## How to complete this task
The answer should be each line from the entries below that has the word "template" in it.

## The input
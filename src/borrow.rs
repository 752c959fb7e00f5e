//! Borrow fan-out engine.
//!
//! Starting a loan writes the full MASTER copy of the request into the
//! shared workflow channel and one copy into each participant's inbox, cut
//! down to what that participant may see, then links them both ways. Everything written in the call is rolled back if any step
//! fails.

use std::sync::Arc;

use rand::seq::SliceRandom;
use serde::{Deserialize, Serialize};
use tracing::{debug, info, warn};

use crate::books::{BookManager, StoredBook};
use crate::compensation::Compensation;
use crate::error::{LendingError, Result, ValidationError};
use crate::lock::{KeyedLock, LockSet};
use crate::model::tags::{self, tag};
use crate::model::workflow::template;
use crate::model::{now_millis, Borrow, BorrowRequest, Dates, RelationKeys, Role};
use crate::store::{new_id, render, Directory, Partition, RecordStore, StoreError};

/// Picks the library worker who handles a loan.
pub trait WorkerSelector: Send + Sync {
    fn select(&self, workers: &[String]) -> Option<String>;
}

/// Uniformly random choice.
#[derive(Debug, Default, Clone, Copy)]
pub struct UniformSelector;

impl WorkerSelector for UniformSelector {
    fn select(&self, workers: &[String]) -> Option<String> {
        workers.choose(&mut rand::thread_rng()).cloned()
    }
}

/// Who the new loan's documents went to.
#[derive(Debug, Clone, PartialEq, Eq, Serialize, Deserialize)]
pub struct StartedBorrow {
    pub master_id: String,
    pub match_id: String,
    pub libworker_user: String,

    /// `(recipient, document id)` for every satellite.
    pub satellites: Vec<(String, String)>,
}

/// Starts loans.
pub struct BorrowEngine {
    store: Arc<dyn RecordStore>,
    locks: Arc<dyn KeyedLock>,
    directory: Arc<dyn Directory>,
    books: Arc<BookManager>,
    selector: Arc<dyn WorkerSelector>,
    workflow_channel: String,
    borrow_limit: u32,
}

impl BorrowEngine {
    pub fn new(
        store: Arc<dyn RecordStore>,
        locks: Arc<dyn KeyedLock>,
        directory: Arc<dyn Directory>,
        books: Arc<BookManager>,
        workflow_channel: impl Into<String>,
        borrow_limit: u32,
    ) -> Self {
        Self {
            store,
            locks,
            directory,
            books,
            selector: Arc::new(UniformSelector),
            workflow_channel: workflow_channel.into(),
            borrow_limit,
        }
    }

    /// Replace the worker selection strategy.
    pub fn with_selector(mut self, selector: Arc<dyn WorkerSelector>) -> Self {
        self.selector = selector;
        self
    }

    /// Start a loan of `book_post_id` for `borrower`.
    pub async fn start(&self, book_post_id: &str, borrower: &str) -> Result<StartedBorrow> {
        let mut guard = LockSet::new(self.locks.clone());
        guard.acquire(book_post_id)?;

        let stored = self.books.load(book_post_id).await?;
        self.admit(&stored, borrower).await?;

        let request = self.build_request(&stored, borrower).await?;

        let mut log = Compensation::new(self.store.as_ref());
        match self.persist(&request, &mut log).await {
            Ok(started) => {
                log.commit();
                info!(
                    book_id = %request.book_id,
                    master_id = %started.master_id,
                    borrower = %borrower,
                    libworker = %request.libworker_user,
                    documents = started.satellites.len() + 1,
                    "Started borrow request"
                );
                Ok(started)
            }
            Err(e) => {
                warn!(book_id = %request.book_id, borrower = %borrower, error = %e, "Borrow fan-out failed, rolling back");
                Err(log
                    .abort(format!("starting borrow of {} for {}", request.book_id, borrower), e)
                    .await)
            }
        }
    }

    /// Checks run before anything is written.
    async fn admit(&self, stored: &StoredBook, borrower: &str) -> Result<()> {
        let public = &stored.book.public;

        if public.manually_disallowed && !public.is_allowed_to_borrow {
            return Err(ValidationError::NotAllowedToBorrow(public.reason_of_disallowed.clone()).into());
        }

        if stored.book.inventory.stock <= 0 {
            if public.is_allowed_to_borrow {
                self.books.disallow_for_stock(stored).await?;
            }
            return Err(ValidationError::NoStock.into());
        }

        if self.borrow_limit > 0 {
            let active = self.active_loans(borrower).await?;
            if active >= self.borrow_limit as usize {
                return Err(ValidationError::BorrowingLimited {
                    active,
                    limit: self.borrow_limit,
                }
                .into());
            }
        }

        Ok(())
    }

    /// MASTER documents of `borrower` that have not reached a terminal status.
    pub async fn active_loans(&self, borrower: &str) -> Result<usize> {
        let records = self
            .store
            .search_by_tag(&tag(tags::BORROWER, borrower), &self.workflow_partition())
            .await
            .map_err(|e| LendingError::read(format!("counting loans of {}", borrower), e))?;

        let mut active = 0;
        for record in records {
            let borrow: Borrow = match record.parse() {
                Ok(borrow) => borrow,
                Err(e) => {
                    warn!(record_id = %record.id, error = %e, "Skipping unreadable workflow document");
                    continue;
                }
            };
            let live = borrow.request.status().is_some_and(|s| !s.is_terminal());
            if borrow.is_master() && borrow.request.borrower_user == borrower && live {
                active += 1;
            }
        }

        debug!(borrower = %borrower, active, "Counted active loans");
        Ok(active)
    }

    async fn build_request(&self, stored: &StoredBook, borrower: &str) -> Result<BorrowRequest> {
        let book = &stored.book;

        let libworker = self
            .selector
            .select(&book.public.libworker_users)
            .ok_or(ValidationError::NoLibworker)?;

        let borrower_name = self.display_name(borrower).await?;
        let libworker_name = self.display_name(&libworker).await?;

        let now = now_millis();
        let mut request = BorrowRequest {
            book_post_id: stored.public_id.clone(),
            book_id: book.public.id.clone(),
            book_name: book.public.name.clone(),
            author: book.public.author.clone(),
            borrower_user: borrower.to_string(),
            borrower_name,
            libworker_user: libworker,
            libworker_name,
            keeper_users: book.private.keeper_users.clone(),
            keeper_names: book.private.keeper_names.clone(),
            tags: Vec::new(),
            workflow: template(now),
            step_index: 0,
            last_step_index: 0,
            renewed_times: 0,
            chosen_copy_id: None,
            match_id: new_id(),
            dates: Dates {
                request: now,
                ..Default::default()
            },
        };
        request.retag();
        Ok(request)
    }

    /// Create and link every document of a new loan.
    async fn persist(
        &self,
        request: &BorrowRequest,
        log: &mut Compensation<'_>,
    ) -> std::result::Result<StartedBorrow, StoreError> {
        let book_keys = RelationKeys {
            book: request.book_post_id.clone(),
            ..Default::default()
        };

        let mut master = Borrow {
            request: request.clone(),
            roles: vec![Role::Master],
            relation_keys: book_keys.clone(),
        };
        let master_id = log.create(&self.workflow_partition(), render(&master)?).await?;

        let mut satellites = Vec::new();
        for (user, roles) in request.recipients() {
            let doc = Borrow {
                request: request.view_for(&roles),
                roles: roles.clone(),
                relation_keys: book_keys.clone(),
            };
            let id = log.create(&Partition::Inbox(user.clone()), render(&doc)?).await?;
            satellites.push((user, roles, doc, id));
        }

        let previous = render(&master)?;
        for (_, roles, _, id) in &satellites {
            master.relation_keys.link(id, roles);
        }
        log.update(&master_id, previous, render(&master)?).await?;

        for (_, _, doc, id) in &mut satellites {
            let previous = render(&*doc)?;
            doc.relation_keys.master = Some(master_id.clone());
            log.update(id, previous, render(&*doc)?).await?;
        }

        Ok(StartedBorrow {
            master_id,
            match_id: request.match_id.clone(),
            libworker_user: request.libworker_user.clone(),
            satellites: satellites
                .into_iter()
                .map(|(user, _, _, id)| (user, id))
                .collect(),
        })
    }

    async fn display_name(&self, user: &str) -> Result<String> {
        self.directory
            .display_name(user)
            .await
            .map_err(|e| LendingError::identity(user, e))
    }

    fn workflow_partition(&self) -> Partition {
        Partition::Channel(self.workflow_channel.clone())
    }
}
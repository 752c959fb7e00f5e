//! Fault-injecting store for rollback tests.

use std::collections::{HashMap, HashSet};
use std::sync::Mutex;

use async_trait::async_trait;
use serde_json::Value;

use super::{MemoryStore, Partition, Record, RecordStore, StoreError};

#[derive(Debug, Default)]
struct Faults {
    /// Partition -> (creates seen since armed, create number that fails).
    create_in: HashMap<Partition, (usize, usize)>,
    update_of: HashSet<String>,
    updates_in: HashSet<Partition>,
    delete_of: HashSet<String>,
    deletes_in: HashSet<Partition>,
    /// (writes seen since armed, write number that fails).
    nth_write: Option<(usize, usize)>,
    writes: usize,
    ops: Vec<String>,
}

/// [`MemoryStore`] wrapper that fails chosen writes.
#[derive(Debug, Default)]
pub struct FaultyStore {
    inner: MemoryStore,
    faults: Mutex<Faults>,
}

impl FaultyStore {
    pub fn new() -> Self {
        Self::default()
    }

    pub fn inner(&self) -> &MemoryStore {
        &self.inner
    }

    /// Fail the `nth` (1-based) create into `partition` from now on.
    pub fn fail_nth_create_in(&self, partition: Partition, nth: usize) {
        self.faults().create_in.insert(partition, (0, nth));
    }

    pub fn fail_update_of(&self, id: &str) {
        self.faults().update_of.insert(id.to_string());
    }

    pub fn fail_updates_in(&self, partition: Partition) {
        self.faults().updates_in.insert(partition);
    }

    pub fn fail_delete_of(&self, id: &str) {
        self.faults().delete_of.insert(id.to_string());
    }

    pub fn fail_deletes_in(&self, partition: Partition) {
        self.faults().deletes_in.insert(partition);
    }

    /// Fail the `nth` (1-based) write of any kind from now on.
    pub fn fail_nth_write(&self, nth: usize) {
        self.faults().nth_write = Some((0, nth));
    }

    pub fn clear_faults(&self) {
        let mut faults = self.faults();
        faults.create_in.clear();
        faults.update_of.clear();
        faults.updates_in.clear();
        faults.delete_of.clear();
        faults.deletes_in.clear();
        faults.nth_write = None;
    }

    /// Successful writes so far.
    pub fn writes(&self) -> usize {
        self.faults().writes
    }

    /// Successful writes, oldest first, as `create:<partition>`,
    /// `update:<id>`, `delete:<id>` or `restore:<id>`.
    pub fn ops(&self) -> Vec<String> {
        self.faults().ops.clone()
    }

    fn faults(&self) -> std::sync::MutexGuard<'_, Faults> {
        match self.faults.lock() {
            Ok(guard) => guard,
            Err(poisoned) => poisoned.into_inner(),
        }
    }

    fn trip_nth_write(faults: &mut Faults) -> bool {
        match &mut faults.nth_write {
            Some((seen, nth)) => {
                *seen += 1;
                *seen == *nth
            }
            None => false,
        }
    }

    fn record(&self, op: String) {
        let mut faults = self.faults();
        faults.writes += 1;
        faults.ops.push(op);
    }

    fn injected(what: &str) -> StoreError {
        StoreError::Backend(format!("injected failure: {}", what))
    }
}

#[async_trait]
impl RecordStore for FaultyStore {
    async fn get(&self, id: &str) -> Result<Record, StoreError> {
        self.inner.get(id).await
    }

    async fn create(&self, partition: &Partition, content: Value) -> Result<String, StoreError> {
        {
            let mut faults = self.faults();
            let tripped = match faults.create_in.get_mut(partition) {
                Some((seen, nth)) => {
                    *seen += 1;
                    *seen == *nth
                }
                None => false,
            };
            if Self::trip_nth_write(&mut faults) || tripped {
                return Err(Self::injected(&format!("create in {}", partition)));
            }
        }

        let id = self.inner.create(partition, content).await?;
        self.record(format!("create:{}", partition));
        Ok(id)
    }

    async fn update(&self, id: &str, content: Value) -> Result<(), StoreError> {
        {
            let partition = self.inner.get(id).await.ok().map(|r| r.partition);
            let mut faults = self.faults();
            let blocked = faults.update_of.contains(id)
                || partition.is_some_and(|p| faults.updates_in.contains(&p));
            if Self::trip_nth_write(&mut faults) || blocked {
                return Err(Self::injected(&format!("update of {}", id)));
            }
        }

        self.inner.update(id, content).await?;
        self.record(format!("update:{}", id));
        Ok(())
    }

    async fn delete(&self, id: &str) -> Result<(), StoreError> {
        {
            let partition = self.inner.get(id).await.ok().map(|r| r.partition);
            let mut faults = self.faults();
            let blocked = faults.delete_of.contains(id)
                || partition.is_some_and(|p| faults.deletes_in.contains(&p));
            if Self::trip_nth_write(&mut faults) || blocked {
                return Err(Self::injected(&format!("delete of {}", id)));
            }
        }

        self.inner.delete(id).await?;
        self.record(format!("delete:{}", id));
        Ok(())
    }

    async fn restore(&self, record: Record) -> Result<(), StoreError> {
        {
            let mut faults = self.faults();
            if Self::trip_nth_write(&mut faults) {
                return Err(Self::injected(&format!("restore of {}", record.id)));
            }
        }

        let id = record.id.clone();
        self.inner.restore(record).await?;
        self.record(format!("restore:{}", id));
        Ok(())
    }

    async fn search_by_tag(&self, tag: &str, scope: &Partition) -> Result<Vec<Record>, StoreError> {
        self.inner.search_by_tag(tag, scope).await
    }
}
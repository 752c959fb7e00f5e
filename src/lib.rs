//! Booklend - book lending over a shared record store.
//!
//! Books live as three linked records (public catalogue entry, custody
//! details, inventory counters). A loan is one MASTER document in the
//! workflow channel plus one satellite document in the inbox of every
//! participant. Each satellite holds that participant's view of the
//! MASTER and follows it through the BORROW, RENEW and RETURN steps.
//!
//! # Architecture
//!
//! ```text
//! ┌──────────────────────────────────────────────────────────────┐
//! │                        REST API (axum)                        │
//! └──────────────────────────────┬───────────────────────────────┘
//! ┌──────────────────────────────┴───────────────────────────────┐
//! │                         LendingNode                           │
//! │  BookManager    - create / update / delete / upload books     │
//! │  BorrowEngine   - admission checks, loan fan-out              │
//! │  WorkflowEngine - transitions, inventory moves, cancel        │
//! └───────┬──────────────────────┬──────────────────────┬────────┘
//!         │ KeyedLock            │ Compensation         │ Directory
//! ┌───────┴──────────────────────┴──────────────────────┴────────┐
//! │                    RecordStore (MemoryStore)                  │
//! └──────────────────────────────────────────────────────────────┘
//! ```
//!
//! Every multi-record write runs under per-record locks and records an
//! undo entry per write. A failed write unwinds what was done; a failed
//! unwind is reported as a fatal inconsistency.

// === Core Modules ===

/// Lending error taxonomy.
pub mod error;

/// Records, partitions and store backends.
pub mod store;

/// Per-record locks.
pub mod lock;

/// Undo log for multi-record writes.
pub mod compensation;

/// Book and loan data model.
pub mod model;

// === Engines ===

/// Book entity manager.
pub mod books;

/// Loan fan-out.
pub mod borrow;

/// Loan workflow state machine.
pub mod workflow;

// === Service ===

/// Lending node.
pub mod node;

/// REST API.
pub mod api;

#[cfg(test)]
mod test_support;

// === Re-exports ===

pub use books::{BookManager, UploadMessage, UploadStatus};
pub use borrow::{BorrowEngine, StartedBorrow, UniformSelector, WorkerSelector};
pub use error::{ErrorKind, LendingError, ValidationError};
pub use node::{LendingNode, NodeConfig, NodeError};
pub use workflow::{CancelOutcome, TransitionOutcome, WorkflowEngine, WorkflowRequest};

## Exercise response
use crate::model::workflow::template;
            workflow: template(now),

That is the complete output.